No safety net. The grim reality is that a significant number of people can't afford to retire. Only half the workforce has company pensions to fall back on, and many haven't saved enough. Plus, in many cases, the sagging stock market and low interest rates have slashed retirement funds. A $300,000 nest egg invested in a CD at 5 percent three years ago earned $15,000 annually; at recent rates of about 1 to 2 percent, yearly interest is just $3,000 to $6,000.

In recognition of more people working beyond retirement age, eligibility for full Social Security benefits is being raised gradually to 67. At the same time, companies continue to cut pensions and health benefits, so second and third careers are commonplace. Just as important, many Americans don't want to slow down. Some 69 percent of respondents in a 2002 AARP survey said they will work past retirement age; last year, 45 percent told AARP they would work even into their 70s and 80s. "The vision of the golden years of leisure and recreation and being an aristocrat was so powerful people wanted to retire early," says Marc Freedman, author of Prime Time: How Baby Boomers Will Revolutionize Retirement and Transform America. Now, Freedman says, the promise of vigor well into one's 80s and beyond has changed the equation.

Factor in that Americans are better educated--especially women--and more adventurous than ever. Suddenly rocking on the porch looks really outdated. "Just as this generation of women reinvented the professions, now we have an opportunity to reinvent retirement," says Charlotte Frank, 69, cofounder of the Transition Network, a nonprofit organization that helps women find new paths of interest in their 50s and beyond.

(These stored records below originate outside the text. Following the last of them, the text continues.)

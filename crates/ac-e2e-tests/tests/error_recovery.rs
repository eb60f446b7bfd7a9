//! E2E tests for fetch failures and their recovery inside a turn.

mod helpers;

use ac_argo_data::MockFetcher;
use ac_chat::replies;
use ac_chat::{DialogueState, Session};
use ac_protocol::FloatId;

use helpers::TestHarness;

/// An unknown float fails the turn but leaves the session as it was.
#[tokio::test]
async fn e2e_unknown_float_leaves_session_unchanged() {
    let h = TestHarness::with_sample_floats();
    let mut s = Session::new();
    h.say(&mut s, "temperature 2903893").await;

    let out = h.say(&mut s, "salinity 1234567").await;
    assert_eq!(out.reply, "Failed to load float 1234567. Please try another ID.");
    assert!(out.charts.is_empty());
    assert_eq!(s.loaded_ids(), vec![FloatId(2903893)]);
    assert_eq!(s.state(), DialogueState::Idle);

    // The session is still usable.
    let out = h.say(&mut s, "salinity").await;
    assert_eq!(out.reply, "Salinity profile for float 2903893 displayed.");
}

/// One broken id in a comparison aborts the whole load.
#[tokio::test]
async fn e2e_partial_compare_failure_is_atomic() {
    let mut mock = MockFetcher::with_sample_floats();
    mock.break_float(FloatId(6902746));
    let h = TestHarness::with_mock(mock);
    let mut s = Session::new();

    let out = h.say(&mut s, "compare 2903893 2903892 6902746").await;
    assert_eq!(out.reply, replies::fetch_failed(FloatId(6902746)));
    assert!(s.floats().is_empty());
}

/// Fetch failure while awaiting a number keeps waiting for another.
#[tokio::test]
async fn e2e_pending_float_retry() {
    let h = TestHarness::with_sample_floats();
    let mut s = Session::new();

    h.say(&mut s, "add another float").await;
    let out = h.say(&mut s, "7777777").await;
    assert_eq!(out.reply, replies::fetch_failed(FloatId(7777777)));
    assert!(s.is_awaiting_identifier());

    let out = h.say(&mut s, "2903892").await;
    assert_eq!(out.reply, replies::float_loaded(FloatId(2903892)));
    assert!(!s.is_awaiting_identifier());
}

/// Failed fetches are not cached; a retry reaches the archive again.
#[tokio::test]
async fn e2e_failures_are_not_memoized() {
    let h = TestHarness::with_sample_floats();
    let mut s = Session::new();

    h.say(&mut s, "trajectory 1111111").await;
    h.say(&mut s, "trajectory 1111111").await;
    assert_eq!(h.archive_calls(), vec![FloatId(1111111), FloatId(1111111)]);
    assert_eq!(h.cache.cached_count(), 0);
}
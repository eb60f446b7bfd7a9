//! Chart rendering for ArgoChat.
//!
//! Charts are plain serializable figure descriptions ([`Chart`]); turning
//! them into pixels is left to whatever consumes the JSON.

pub mod figure;
pub mod geo;
pub mod profile;

use std::collections::BTreeMap;
use std::sync::Arc;

use ac_protocol::{Dataset, FloatId, Variable};

pub use figure::{Chart, ChartKind, MapView, Marker, Trace, TraceMode};

/// Datasets keyed by float id, iterated in id order.
pub type FloatSet = BTreeMap<FloatId, Arc<Dataset>>;

/// Trait for chart backends.
pub trait ChartRenderer: Send + Sync {
    /// One variable's profile, one trace per float.
    fn render_profile(&self, datasets: &FloatSet, variable: Variable) -> Chart;

    /// One chart per variable comparing `ids` (in the given order).
    fn render_comparison(&self, datasets: &FloatSet, ids: &[FloatId]) -> Vec<(Variable, Chart)>;

    /// Full tracks with the latest fix highlighted.
    fn render_trajectory(&self, datasets: &FloatSet) -> Chart;

    /// Latest position of every float.
    fn render_map(&self, datasets: &FloatSet) -> Chart;
}

/// Default renderer producing [`Chart`] figures.
#[derive(Debug, Clone, Copy, Default)]
pub struct FigureRenderer;

impl ChartRenderer for FigureRenderer {
    fn render_profile(&self, datasets: &FloatSet, variable: Variable) -> Chart {
        profile::profile_chart(datasets.values().map(Arc::as_ref), variable)
    }

    fn render_comparison(&self, datasets: &FloatSet, ids: &[FloatId]) -> Vec<(Variable, Chart)> {
        profile::comparison_charts(datasets, ids)
    }

    fn render_trajectory(&self, datasets: &FloatSet) -> Chart {
        geo::trajectory_chart(datasets.values().map(Arc::as_ref))
    }

    fn render_map(&self, datasets: &FloatSet) -> Chart {
        geo::positions_chart(datasets.values().map(Arc::as_ref))
    }
}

The trend to delayed retirement will become a tsunami as 77 million baby boomers hit 65. This deluge of well-educated, reasonably healthy people with high socioeconomic status and no plans to retire could trigger a social revolution. John Challenger, head of outplacement firm Challenger, Gray & Christmas, notes that "by 2008, 2010, when the boomer population really starts to retire, the labor market could become a seller's market like the late '90s."